Users on social media platforms more likely to believe misinformation during pandemic

Since the start of the COVID-19 pandemic, countless research studies have targeted the spread of misinformation on social networking sites. Now, new research published in the journal Misinformation Review uncovered how users on social media platforms in particular are more likely to believe misinformation, compared to consumers of traditional media.

The peer-reviewed study, conducted at McGill University, took into account millions of posts on Twitter, thousands of news stories, and the findings of a Canadian-based nationwide survey probing coronavirus misinformation and its behavioral effects.

According to researchers, the two prime platforms for electronic communication, Twitter and Facebook, are inherently the source where misinformation is spread among Canadians and users abroad. And the role these platforms have in addressing and moderating such false information could be very problematic.

“Platforms like Twitter and Facebook are increasingly becoming the primary sources of news and misinformation for Canadians and people around the world. In the context of a crisis like COVID-19, however, there is good reason to be concerned about the role that the consumption of social media is playing in boosting misperceptions,” said Aengus Bridgman, co-author of the study, in a news release.

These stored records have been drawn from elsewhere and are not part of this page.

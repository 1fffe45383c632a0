//! Error types for AIOS.
//!
//! Every failure class resolves to a printed message and a return to the
//! prompt loop; nothing here is allowed to terminate the process.

use thiserror::Error;

#[derive(Error, Debug)]
pub enum ActionError {
    /// Inference produced no usable classification. Degrades to a hint,
    /// never retried.
    #[error("could not classify that request")]
    Classification,

    #[error("permission denied: {0}")]
    Permission(String),

    #[error("not found: {0}")]
    NotFound(String),

    /// Multiple candidates matched; the operator must re-specify.
    #[error("ambiguous target ({} candidates)", .0.len())]
    Ambiguous(Vec<String>),

    #[error("protected system process (pid {0})")]
    Protected(i32),

    #[error("inference backend error: {0}")]
    Inference(String),

    /// The classified action needs an argument the reply did not carry.
    #[error("argument not recognized")]
    MissingArgument,

    /// The operator declined a destructive confirmation.
    #[error("cancelled")]
    Cancelled,

    #[error("I/O error: {0}")]
    Io(#[from] std::io::Error),
}

impl ActionError {
    /// True when the failure is a privilege problem the operator can fix
    /// by re-running with sudo.
    pub fn is_permission(&self) -> bool {
        matches!(self, ActionError::Permission(_))
    }
}
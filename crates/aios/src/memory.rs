//! Memory adapter - /proc/meminfo status and the drop_caches control.

use crate::error::ActionError;
use std::collections::HashMap;
use std::fs;
use std::process::Command;
use tracing::warn;

const PROC_MEMINFO: &str = "/proc/meminfo";
const DROP_CACHES: &str = "/proc/sys/vm/drop_caches";

/// Point-in-time memory figures, all in MB.
#[derive(Debug, Clone, Copy, Default, PartialEq)]
pub struct MemoryStatus {
    pub total_mb: f64,
    pub used_mb: f64,
    pub available_mb: f64,
    pub usage_percent: f64,
    pub swap_total_mb: f64,
    pub swap_used_mb: f64,
}

/// Parse /proc/meminfo text. Values are in kB lines like
/// `MemTotal:        16303284 kB`. Older kernels without MemAvailable fall
/// back to Free + Buffers + Cached.
pub fn parse_meminfo(contents: &str) -> MemoryStatus {
    let mut values: HashMap<&str, f64> = HashMap::new();
    for line in contents.lines() {
        let mut parts = line.split_whitespace();
        let (Some(key), Some(value)) = (parts.next(), parts.next()) else {
            continue;
        };
        if let Ok(v) = value.parse::<f64>() {
            values.insert(key.trim_end_matches(':'), v);
        }
    }

    let get = |key: &str| values.get(key).copied().unwrap_or(0.0);

    let total = get("MemTotal");
    let mut available = get("MemAvailable");
    if available == 0.0 {
        available = get("MemFree") + get("Buffers") + get("Cached");
    }
    let swap_total = get("SwapTotal");
    let swap_free = get("SwapFree");

    let mut status = MemoryStatus {
        total_mb: total / 1024.0,
        available_mb: available / 1024.0,
        used_mb: (total - available) / 1024.0,
        usage_percent: 0.0,
        swap_total_mb: swap_total / 1024.0,
        swap_used_mb: (swap_total - swap_free) / 1024.0,
    };
    if status.total_mb > 0.0 {
        status.usage_percent = status.used_mb / status.total_mb * 100.0;
    }
    status
}

/// Read-only memory facts.
pub trait MemInfo: Send + Sync {
    fn status(&self) -> Result<MemoryStatus, ActionError>;
}

/// MemInfo backed by /proc/meminfo.
pub struct ProcMemInfo;

impl MemInfo for ProcMemInfo {
    fn status(&self) -> Result<MemoryStatus, ActionError> {
        let contents = fs::read_to_string(PROC_MEMINFO)?;
        Ok(parse_meminfo(&contents))
    }
}

/// Page-cache release control.
pub trait CacheControl: Send + Sync {
    fn drop_caches(&self) -> Result<(), ActionError>;
}

/// CacheControl writing /proc/sys/vm/drop_caches. Syncs dirty pages first
/// so nothing in flight is lost.
pub struct SysCacheControl;

impl CacheControl for SysCacheControl {
    fn drop_caches(&self) -> Result<(), ActionError> {
        if !nix::unistd::geteuid().is_root() {
            return Err(ActionError::Permission(
                "memory cleaning requires root (sudo)".to_string(),
            ));
        }

        match Command::new("sync").status() {
            Ok(status) if status.success() => {}
            Ok(_) | Err(_) => warn!("'sync' did not complete cleanly"),
        }

        // 3 = page cache + dentries/inodes, the widest release.
        fs::write(DROP_CACHES, "3").map_err(|e| {
            if e.kind() == std::io::ErrorKind::PermissionDenied {
                ActionError::Permission("cannot write drop_caches (sudo required)".to_string())
            } else {
                ActionError::Io(e)
            }
        })
    }
}

#[cfg(test)]
mod tests {
    use super::*;

    const SAMPLE: &str = "MemTotal:       16384000 kB\n\
                          MemFree:         2048000 kB\n\
                          MemAvailable:    8192000 kB\n\
                          Buffers:          512000 kB\n\
                          Cached:          4096000 kB\n\
                          SwapTotal:       2097152 kB\n\
                          SwapFree:        1048576 kB\n";

    #[test]
    fn parses_standard_meminfo() {
        let status = parse_meminfo(SAMPLE);
        assert!((status.total_mb - 16000.0).abs() < 0.01);
        assert!((status.available_mb - 8000.0).abs() < 0.01);
        assert!((status.used_mb - 8000.0).abs() < 0.01);
        assert!((status.usage_percent - 50.0).abs() < 0.01);
        assert!((status.swap_total_mb - 2048.0).abs() < 0.01);
        assert!((status.swap_used_mb - 1024.0).abs() < 0.01);
    }

    #[test]
    fn falls_back_without_memavailable() {
        let old = "MemTotal: 1024000 kB\nMemFree: 256000 kB\nBuffers: 128000 kB\nCached: 128000 kB\n";
        let status = parse_meminfo(old);
        assert!((status.available_mb - 500.0).abs() < 0.01);
    }

    #[test]
    fn empty_input_is_all_zero() {
        let status = parse_meminfo("");
        assert_eq!(status, MemoryStatus::default());
    }
}
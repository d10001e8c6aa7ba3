//! Canonical chess-rule constants.
//!
//! This module stores static rule-related literals such as the standard
//! starting position FEN used to initialize and validate board setup.

/// Standard chess starting position in Forsyth-Edwards Notation (FEN).
pub const STARTING_POSITION_FEN: &str = "rnbqkbnr/pppppppp/8/8/8/8/PPPPPPPP/RNBQKBNR w KQkq - 0 1";
//! Core value types for the 0x88 board representation.
//!
//! Squares are indices into a padded 8x16 layout where the low nibble is the
//! file and the high nibble is the rank; an index is on the board exactly
//! when `index & 0x88 == 0`. Pieces are packed bytes combining a one-hot
//! kind code with a color bit.

pub use crate::game_state::board::Board;
pub use crate::game_state::history::HistoryEntry;

/// Board square index in the padded 0x88 layout (`0x00 == a1`, `0x77 == h8`).
pub type Square = u8;

/// An index addresses one of the 64 real squares iff this test passes.
#[inline]
pub const fn is_valid_index(index: Square) -> bool {
    index & 0x88 == 0
}

/// Side to move.
#[derive(Debug, Clone, Copy, PartialEq, Eq)]
pub enum Color {
    Light,
    Dark,
}

impl Color {
    #[inline]
    pub const fn opposite(self) -> Self {
        match self {
            Color::Light => Color::Dark,
            Color::Dark => Color::Light,
        }
    }

    /// High bit used by the packed piece encoding (`0x80` for light).
    #[inline]
    pub const fn color_bit(self) -> u8 {
        match self {
            Color::Light => COLOR_LIGHT_BIT,
            Color::Dark => 0,
        }
    }
}

/// Piece kind; color is carried by the packed `Piece` byte.
#[derive(Debug, Clone, Copy, PartialEq, Eq)]
pub enum PieceKind {
    Pawn,
    Knight,
    King,
    Bishop,
    Rook,
    Queen,
}

impl PieceKind {
    /// One-hot kind code within the low six bits of a piece byte.
    #[inline]
    pub const fn code(self) -> u8 {
        match self {
            PieceKind::Pawn => 0x01,
            PieceKind::Knight => 0x02,
            PieceKind::King => 0x04,
            PieceKind::Bishop => 0x08,
            PieceKind::Rook => 0x10,
            PieceKind::Queen => 0x20,
        }
    }

    #[inline]
    pub const fn from_code(code: u8) -> Option<Self> {
        match code {
            0x01 => Some(PieceKind::Pawn),
            0x02 => Some(PieceKind::Knight),
            0x04 => Some(PieceKind::King),
            0x08 => Some(PieceKind::Bishop),
            0x10 => Some(PieceKind::Rook),
            0x20 => Some(PieceKind::Queen),
            _ => None,
        }
    }
}

pub const COLOR_LIGHT_BIT: u8 = 0x80;
pub const KIND_MASK: u8 = 0x3F;

/// Packed piece byte: `kind_code | color_bit`.
///
/// An empty square is represented as `Option::<Piece>::None` on the board,
/// never as a piece code.
#[derive(Debug, Clone, Copy, PartialEq, Eq)]
pub struct Piece(u8);

impl Piece {
    #[inline]
    pub const fn new(color: Color, kind: PieceKind) -> Self {
        Self(kind.code() | color.color_bit())
    }

    /// Wrap a raw byte without validating the kind code.
    #[inline]
    pub const fn from_code(code: u8) -> Self {
        Self(code)
    }

    #[inline]
    pub const fn code(self) -> u8 {
        self.0
    }

    #[inline]
    pub const fn color(self) -> Color {
        if self.0 & COLOR_LIGHT_BIT != 0 {
            Color::Light
        } else {
            Color::Dark
        }
    }

    /// Kind lookup against the six known codes. Total: unrecognized codes
    /// yield `None` rather than an error.
    #[inline]
    pub const fn kind(self) -> Option<PieceKind> {
        PieceKind::from_code(self.0 & KIND_MASK)
    }

    /// Parse a FEN piece letter (uppercase = light).
    pub fn from_fen_char(ch: char) -> Option<Self> {
        let color = if ch.is_ascii_uppercase() {
            Color::Light
        } else if ch.is_ascii_lowercase() {
            Color::Dark
        } else {
            return None;
        };

        let kind = match ch.to_ascii_lowercase() {
            'p' => PieceKind::Pawn,
            'n' => PieceKind::Knight,
            'b' => PieceKind::Bishop,
            'r' => PieceKind::Rook,
            'q' => PieceKind::Queen,
            'k' => PieceKind::King,
            _ => return None,
        };

        Some(Self::new(color, kind))
    }

    /// FEN piece letter, or `None` for an unrecognized kind code.
    pub fn fen_char(self) -> Option<char> {
        let base = match self.kind()? {
            PieceKind::Pawn => 'p',
            PieceKind::Knight => 'n',
            PieceKind::Bishop => 'b',
            PieceKind::Rook => 'r',
            PieceKind::Queen => 'q',
            PieceKind::King => 'k',
        };

        Some(match self.color() {
            Color::Light => base.to_ascii_uppercase(),
            Color::Dark => base,
        })
    }
}

/// Compact castling rights bitmask.
///
/// Parsed from and serialized back to FEN only: move application neither
/// consults nor clears these bits, and no castling moves are generated.
pub const CASTLE_DARK_KINGSIDE: CastlingRights = 1 << 0;
pub const CASTLE_DARK_QUEENSIDE: CastlingRights = 1 << 1;
pub const CASTLE_LIGHT_KINGSIDE: CastlingRights = 1 << 2;
pub const CASTLE_LIGHT_QUEENSIDE: CastlingRights = 1 << 3;
pub const CASTLE_ALL: CastlingRights = CASTLE_DARK_KINGSIDE
    | CASTLE_DARK_QUEENSIDE
    | CASTLE_LIGHT_KINGSIDE
    | CASTLE_LIGHT_QUEENSIDE;
pub type CastlingRights = u8;

/// Outcome of classifying a position for the side to move.
#[derive(Debug, Clone, Copy, PartialEq, Eq)]
pub enum GameStatus {
    Active,
    Checkmate { winner: Color },
    Stalemate,
}

impl GameStatus {
    #[inline]
    pub const fn is_game_over(self) -> bool {
        !matches!(self, GameStatus::Active)
    }

    #[inline]
    pub const fn winner(self) -> Option<Color> {
        match self {
            GameStatus::Checkmate { winner } => Some(winner),
            _ => None,
        }
    }
}
//! Core mutable board state.
//!
//! `Board` is the central model of the library. It owns the 128-slot 0x88
//! square array, side/state flags, clocks, and the history stack used by the
//! do/undo workflow. Chess legality is not enforced here; move generation
//! and the legality filter live in `move_generation`.

use crate::chess_errors::{ChessError, ChessResult};
use crate::game_state::chess_rules::STARTING_POSITION_FEN;
use crate::game_state::chess_types::{
    is_valid_index, CastlingRights, Color, GameStatus, Piece, PieceKind, Square, CASTLE_ALL,
};
use crate::game_state::history::HistoryEntry;
use crate::move_generation::attack_checks::{is_square_attacked, king_square};
use crate::move_generation::move_generator;
use crate::moves::chess_move::Move;
use crate::utils::fen_generator::generate_fen;
use crate::utils::fen_parser::parse_fen;

/// 0x88 board state with a LIFO history stack.
#[derive(Debug, Clone, PartialEq, Eq)]
pub struct Board {
    /// Only the 64 valid indices are ever populated; invalid indices stay
    /// permanently empty.
    pub squares: [Option<Piece>; 128],

    pub side_to_move: Color,
    /// Informational only: never consulted by move generation and never
    /// cleared on king or rook movement.
    pub castling_rights: CastlingRights,
    /// Square occupied by the pawn that may be captured en passant this
    /// ply (not the skipped square).
    pub en_passant_square: Option<Square>,

    pub halfmove_clock: u16,
    pub fullmove_number: u16,

    pub history: Vec<HistoryEntry>,
}

impl Default for Board {
    fn default() -> Self {
        Self {
            squares: [None; 128],
            side_to_move: Color::Light,
            castling_rights: CASTLE_ALL,
            en_passant_square: None,
            halfmove_clock: 0,
            fullmove_number: 0,
            history: Vec::new(),
        }
    }
}

impl Board {
    /// Empty board with light to move, full castling rights, no en-passant
    /// target, and zeroed clocks.
    #[inline]
    pub fn new_empty() -> Self {
        Self::default()
    }

    #[inline]
    pub fn new_game() -> Self {
        parse_fen(STARTING_POSITION_FEN).expect("starting FEN should always parse")
    }

    #[inline]
    pub fn from_fen(fen: &str) -> ChessResult<Self> {
        parse_fen(fen)
    }

    #[inline]
    pub fn get_fen(&self) -> String {
        generate_fen(self)
    }

    /// Restore the empty-board defaults, dropping all history.
    pub fn reset(&mut self) {
        *self = Self::default();
    }

    /// Piece on a square; `None` for empty squares and for off-board
    /// indices (off-board reads are a defined no-op, never a panic).
    #[inline]
    pub fn piece_at(&self, square: Square) -> Option<Piece> {
        if !is_valid_index(square) {
            return None;
        }
        self.squares[square as usize]
    }

    /// Unconditional overwrite of a valid square. Construction and FEN
    /// loading only; off-board indices are ignored.
    #[inline]
    pub fn place(&mut self, piece: Piece, square: Square) {
        if is_valid_index(square) {
            self.squares[square as usize] = Some(piece);
        }
    }

    /// Moves for `side`: the raw pseudo-legal union, or only moves that do
    /// not leave `side`'s own king attacked.
    pub fn generate_moves(&mut self, side: Color, pseudo_legal: bool) -> Vec<Move> {
        move_generator::generate_moves(self, side, pseudo_legal)
    }

    /// Legal moves for the side to move.
    pub fn legal_moves(&mut self) -> Vec<Move> {
        let side = self.side_to_move;
        self.generate_moves(side, false)
    }

    /// Classify the position for the side to move.
    ///
    /// A side with legal moves is active. With none, one extra attack query
    /// on its king separates checkmate from stalemate.
    pub fn state(&mut self) -> GameStatus {
        if !self.legal_moves().is_empty() {
            return GameStatus::Active;
        }

        let side = self.side_to_move;
        let in_check = match king_square(self, side) {
            Some(king) => is_square_attacked(self, king, side.opposite()),
            None => false,
        };

        if in_check {
            GameStatus::Checkmate {
                winner: side.opposite(),
            }
        } else {
            GameStatus::Stalemate
        }
    }

    /// Commit a move: snapshot the current state onto the history stack,
    /// mutate the squares, roll the en-passant target, flip the turn, and
    /// report the resulting game status.
    ///
    /// Fails with `ChessError::GameOver` on a terminal position, in which
    /// case nothing is mutated.
    pub fn do_move(&mut self, mut mv: Move) -> ChessResult<GameStatus> {
        if self.state().is_game_over() {
            return Err(ChessError::GameOver);
        }

        self.history.push(HistoryEntry {
            mv: mv.clone(),
            side_to_move: self.side_to_move,
            squares: self.squares,
            castling_rights: self.castling_rights,
            en_passant_square: self.en_passant_square,
            halfmove_clock: self.halfmove_clock,
            fullmove_number: self.fullmove_number,
        });

        mv.apply(self);

        // The en-passant target lives for exactly one ply after a double
        // push; every other committed move clears it.
        self.en_passant_square = if is_double_pawn_push(&mv) {
            Some(mv.to)
        } else {
            None
        };

        if self.side_to_move == Color::Dark {
            self.fullmove_number += 1;
        }
        self.side_to_move = self.side_to_move.opposite();

        Ok(self.state())
    }

    /// Roll back the most recent committed move, restoring every field from
    /// the snapshot. Strict last-in-first-out only.
    pub fn undo(&mut self) -> ChessResult<()> {
        let entry = self.history.pop().ok_or(ChessError::EmptyHistory)?;

        self.side_to_move = entry.side_to_move;
        self.squares = entry.squares;
        self.castling_rights = entry.castling_rights;
        self.en_passant_square = entry.en_passant_square;
        self.halfmove_clock = entry.halfmove_clock;
        self.fullmove_number = entry.fullmove_number;

        Ok(())
    }
}

#[inline]
fn is_double_pawn_push(mv: &Move) -> bool {
    mv.piece.kind() == Some(PieceKind::Pawn) && (mv.to as i16 - mv.from as i16).abs() == 32
}
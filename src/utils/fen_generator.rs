//! Board-to-FEN serializer.
//!
//! Emits the six-field FEN form of a board. A position that was imported
//! and not mutated round-trips byte-exactly, including the `KQkq` ordering
//! of the castling field.

use crate::game_state::board::Board;
use crate::game_state::chess_types::{
    CastlingRights, Color, Square, CASTLE_DARK_KINGSIDE, CASTLE_DARK_QUEENSIDE,
    CASTLE_LIGHT_KINGSIDE, CASTLE_LIGHT_QUEENSIDE,
};
use crate::utils::algebraic::{index_to_algebraic, square_index};

pub fn generate_fen(board: &Board) -> String {
    let placement = generate_board_field(board);
    let side_to_move = match board.side_to_move {
        Color::Light => "w",
        Color::Dark => "b",
    };
    let castling = generate_castling_field(board.castling_rights);
    let en_passant = generate_en_passant_field(board.en_passant_square);

    format!(
        "{} {} {} {} {} {}",
        placement,
        side_to_move,
        castling,
        en_passant,
        board.halfmove_clock,
        board.fullmove_number
    )
}

fn generate_board_field(board: &Board) -> String {
    let mut out = String::new();

    for rank in (0..8).rev() {
        let mut empty_count = 0u8;

        for file in 0..8 {
            let square = square_index(rank, file);
            match board.piece_at(square).and_then(|piece| piece.fen_char()) {
                Some(ch) => {
                    if empty_count > 0 {
                        out.push(char::from(b'0' + empty_count));
                        empty_count = 0;
                    }
                    out.push(ch);
                }
                None => empty_count += 1,
            }
        }

        if empty_count > 0 {
            out.push(char::from(b'0' + empty_count));
        }
        if rank > 0 {
            out.push('/');
        }
    }

    out
}

fn generate_castling_field(rights: CastlingRights) -> String {
    let mut out = String::new();

    if rights & CASTLE_LIGHT_KINGSIDE != 0 {
        out.push('K');
    }
    if rights & CASTLE_LIGHT_QUEENSIDE != 0 {
        out.push('Q');
    }
    if rights & CASTLE_DARK_KINGSIDE != 0 {
        out.push('k');
    }
    if rights & CASTLE_DARK_QUEENSIDE != 0 {
        out.push('q');
    }

    if out.is_empty() {
        out.push('-');
    }
    out
}

fn generate_en_passant_field(square: Option<Square>) -> String {
    let Some(square) = square else {
        return "-".to_owned();
    };

    index_to_algebraic(square).unwrap_or_else(|_| "-".to_owned())
}
//! Terminal-oriented ASCII board renderer.
//!
//! Read-only debug view: an 8x8 grid with rank digits on the left, file
//! letters below, and a `*` marking the border row on the side to move.
//! There is no parsing counterpart.

use crate::game_state::board::Board;
use crate::game_state::chess_types::Color;
use crate::utils::algebraic::square_index;

const BORDER: &str = "+ ------------------------ +";

pub fn render_board(board: &Board) -> String {
    let mut out = String::new();

    out.push(turn_marker(board, Color::Dark));
    out.push(' ');
    out.push_str(BORDER);
    out.push('\n');

    for rank in (0..8).rev() {
        out.push(char::from(b'1' + rank));
        out.push_str(" |");

        for file in 0..8 {
            out.push_str("  ");
            match board
                .piece_at(square_index(rank, file))
                .and_then(|piece| piece.fen_char())
            {
                Some(ch) => out.push(ch),
                None => out.push('.'),
            }
        }

        out.push_str("  |\n");
    }

    out.push(turn_marker(board, Color::Light));
    out.push(' ');
    out.push_str(BORDER);
    out.push('\n');
    out.push_str("     A  B  C  D  E  F  G  H");

    out
}

fn turn_marker(board: &Board, side: Color) -> char {
    if board.side_to_move == side {
        '*'
    } else {
        ' '
    }
}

“There is growing evidence that misinformation circulating on social media poses public health risks,” commented another co-author of the study.

In their findings, it was demonstrated that social media platforms are more likely to churn false information, with big differences in behavioral patterns evident in comparison to consumers of more traditional media. This was still the case, even when socioeconomic status and scientific literacy was taken into consideration.

“We find that exposure to social media is associated with misperceptions regarding basic facts about COVID-19 while the inverse is true for news media. These misperceptions are in turn associated with lower compliance with social distancing measures,” the co-authors concluded in their release.